Between the Equality Act that Biden and Harris promise to drive through to law in their administration’s first months which may very well criminalise language (eg. pronouns that must be said) and Big Tech’s drive to shut down any dissenting voices on the digital public square, we are seeing the tip of a very large iceberg which has totalitarianism undertows. The irony is that much of identity politics as overseen by Big Tech is coming straight from the blue states and billionaires who have the power to shut down dissent. Some as these same actors donate generously to gender clinics and chair think tanks that “doubl[e] as a weapons industry lobbying firm, pushing for expanded drone sales.”
In the USA, Big Pharma, the weapons industry and Big Tech are largely in the hands of the Democrats where the equality of a tiny group of university-educated elites are thrust into the centre of political debate and media discussions. We are told to “get educated” meanwhile the science of human sexual dimorphism is being sold to us as fiction while identity politics is used to derail our collectivity from seeing the larger picture. These combined theatres of the absurd are derails for the more serious violations to our democracy resulting in anyone who urges for class analysis or historical material readings of the present to be labelled a “bigot.” Meanwhile, journalists who have documented the illegal activities of our military are imprisoned or put into a lifetime of political exile, Big Tech continues to purge “undesirables” from public space and The Guardian which benefited by the whistleblowing actions of Edward Snowden can now barely be bothered to cover Julian Assange’s recent trial.

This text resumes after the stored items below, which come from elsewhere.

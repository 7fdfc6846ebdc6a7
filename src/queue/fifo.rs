//! FIFO / 基础 Queue（尾丢弃）
//!
//! 如果 `queue_bytes + size > max_bytes` 就丢弃并计数；否则入队。

use std::collections::VecDeque;

use crate::net::Packet;

use super::QueueDiscipline;

#[derive(Default)]
pub struct FifoQueue {
    q: VecDeque<Packet>,
    num_drops: u64,
}

impl FifoQueue {
    pub fn new() -> Self {
        Self::default()
    }

    pub fn num_drops(&self) -> u64 {
        self.num_drops
    }
}

impl QueueDiscipline for FifoQueue {
    fn admit(&mut self, pkt: Packet, queue_bytes_before: u64, max_bytes: u64) -> Result<(), Packet> {
        if queue_bytes_before.saturating_add(pkt.size as u64) > max_bytes {
            self.num_drops += 1;
            return Err(pkt);
        }
        self.q.push_back(pkt);
        Ok(())
    }

    fn pop_next(&mut self) -> Option<Packet> {
        self.q.pop_front()
    }

    fn len(&self) -> usize {
        self.q.len()
    }

    fn bytes(&self) -> u64 {
        self.q.iter().map(|p| p.size as u64).sum()
    }

    fn peek_next(&self) -> Option<&Packet> {
        self.q.front()
    }
}

#[cfg(test)]
mod tests {
    use super::*;
    use crate::net::{PacketKind, PacketPool, Route};

    #[test]
    fn drops_when_over_capacity() {
        let mut q = FifoQueue::new();
        let mut pool = PacketPool::default();
        let mut pkt = pool.alloc(PacketKind::TcpData);
        pkt.size = 1500;
        pkt.set_route(Route::new(Vec::new()));
        assert!(q.admit(pkt, 9000, 9000).is_err());
        assert_eq!(q.num_drops(), 1);
    }
}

As Mark Crispin Miller writes in Vile Acts of Evil (2009), “Media manipulation in the U.S. today is more efficient than it was in Nazi Germany, because here we have the pretense that we are getting all the information we want. That misconception prevents people from even looking for the truth.” Miller points to a growing problem that Marshall McLuhan and Noam Chomsky have underscored for decades. Where any single party maintains alliances with the media and Big Tech, our democracy is necessarily in peril.
After the dead are counted, the second greatest victim of the collusion between governments, major media, Big Tech and the weapons industry is the truth being curated out of existence. While many of us on the left have pushed back again Trump’s repeated mantra of “fake news” over the past four years, the reality is that this is one of the truest and most apposite statements made by a president in recent decades about an institution which is negatively affecting democracy.
Now it’s up to us to hold Big Tech and our politicians accountable and to demand uncensored media. We have been here before and the one truism that we know to be true is this: Authoritarianism has a nasty way of coming back to haunt its instigators.